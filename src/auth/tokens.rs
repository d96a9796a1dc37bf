use std::fmt::Write as _;
use std::time::Duration;

use axum::extract::FromRef;
use jsonwebtoken::{decode, encode, DecodingKey, EncodingKey, Header, Validation};
use rand::{rngs::OsRng, Rng, RngCore};
use serde::{Deserialize, Serialize};
use time::{Duration as TimeDuration, OffsetDateTime};
use tracing::debug;
use uuid::Uuid;

use crate::auth::repo_types::{Role, User};
use crate::config::JwtConfig;
use crate::state::AppState;

/// JWT payload for a session: who, what role, admin or not.
#[derive(Debug, Clone, Serialize, Deserialize)]
pub struct Claims {
    pub sub: Uuid,
    pub role: Role,
    pub is_admin: bool,
    pub iat: usize,
    pub exp: usize,
}

/// Holds JWT signing and verification keys with config data.
#[derive(Clone)]
pub struct JwtKeys {
    pub encoding: EncodingKey,
    pub decoding: DecodingKey,
    pub ttl: Duration,
}

impl FromRef<AppState> for JwtKeys {
    fn from_ref(state: &AppState) -> Self {
        let JwtConfig {
            secret,
            ttl_minutes,
        } = state.config.jwt.clone();
        Self {
            encoding: EncodingKey::from_secret(secret.as_bytes()),
            decoding: DecodingKey::from_secret(secret.as_bytes()),
            ttl: Duration::from_secs((ttl_minutes as u64) * 60),
        }
    }
}

impl JwtKeys {
    /// Issue a session token for a user. Default lifetime is one day.
    pub fn sign(&self, user: &User) -> anyhow::Result<String> {
        let now = OffsetDateTime::now_utc();
        let exp = now + TimeDuration::seconds(self.ttl.as_secs() as i64);
        let claims = Claims {
            sub: user.id,
            role: user.role,
            is_admin: user.is_admin,
            iat: now.unix_timestamp() as usize,
            exp: exp.unix_timestamp() as usize,
        };
        let token = encode(&Header::default(), &claims, &self.encoding)?;
        debug!(user_id = %user.id, role = ?user.role, "jwt signed");
        Ok(token)
    }

    /// Decode and validate a session token. The raw jsonwebtoken error is
    /// returned so callers can tell an expired token from a garbage one.
    pub fn verify(&self, token: &str) -> Result<Claims, jsonwebtoken::errors::Error> {
        let data = decode::<Claims>(token, &self.decoding, &Validation::default())?;
        debug!(user_id = %data.claims.sub, "jwt verified");
        Ok(data.claims)
    }
}

/// Cryptographically random hex string used as a single-use capability
/// (email verification link, password reset).
pub fn generate_opaque_token(bytes: usize) -> String {
    let mut buf = vec![0u8; bytes];
    OsRng.fill_bytes(&mut buf);
    buf.iter().fold(String::with_capacity(bytes * 2), |mut s, b| {
        let _ = write!(s, "{b:02x}");
        s
    })
}

/// Uniformly random numeric code of a fixed digit length, left-padded with
/// zeros so it is never shorter than requested.
pub fn generate_otp(digits: u32) -> String {
    let max = 10u64.pow(digits);
    let n = rand::thread_rng().gen_range(0..max);
    format!("{n:0width$}", width = digits as usize)
}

-----

- **REQUIRED ACTION**: Among the entries above, how many lines hold the string "Validation"? Respond with nothing but the number.

- **ANSWER SECTION**: 2